TASK PROMPT> Pull each line containing "email" out of the data and copy it.

PROVIDED RECORDS>

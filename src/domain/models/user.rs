use serde::{Deserialize, Serialize};
use uuid::Uuid;
use chrono::{DateTime, Utc};
use sqlx::FromRow;
use crate::domain::models::role::{Role, RoleSet};

#[derive(Debug, Serialize, Deserialize, FromRow, Clone, PartialEq)]
pub struct User {
    pub id: String,
    pub first_name: String,
    pub middle_name: Option<String>,
    pub last_name: String,
    pub email: String,
    pub username: String,
    pub phone_number: Option<String>,
    pub street: Option<String>,
    pub city: Option<String>,
    pub state: Option<String>,
    pub postal_code: Option<String>,
    pub house_number: Option<String>,
    #[sqlx(try_from = "String")]
    pub roles: RoleSet,
    #[serde(skip_serializing)]
    pub password_hash: String,
    pub created_at: DateTime<Utc>,
}

impl User {
    pub fn new(
        first_name: String,
        last_name: String,
        email: String,
        username: String,
        role: Role,
        password_hash: String,
    ) -> Self {
        Self {
            id: Uuid::new_v4().to_string(),
            first_name,
            middle_name: None,
            last_name,
            email,
            username,
            phone_number: None,
            street: None,
            city: None,
            state: None,
            postal_code: None,
            house_number: None,
            roles: RoleSet::single(role),
            password_hash,
            created_at: Utc::now(),
        }
    }

    pub fn full_name(&self) -> String {
        match self.middle_name.as_deref().filter(|m| !m.is_empty()) {
            Some(middle) => format!("{} {} {}", self.first_name, middle, self.last_name),
            None => format!("{} {}", self.first_name, self.last_name),
        }
    }
}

EXERCISE SOLUTION>
    pub email: String,
        email: String,
            email,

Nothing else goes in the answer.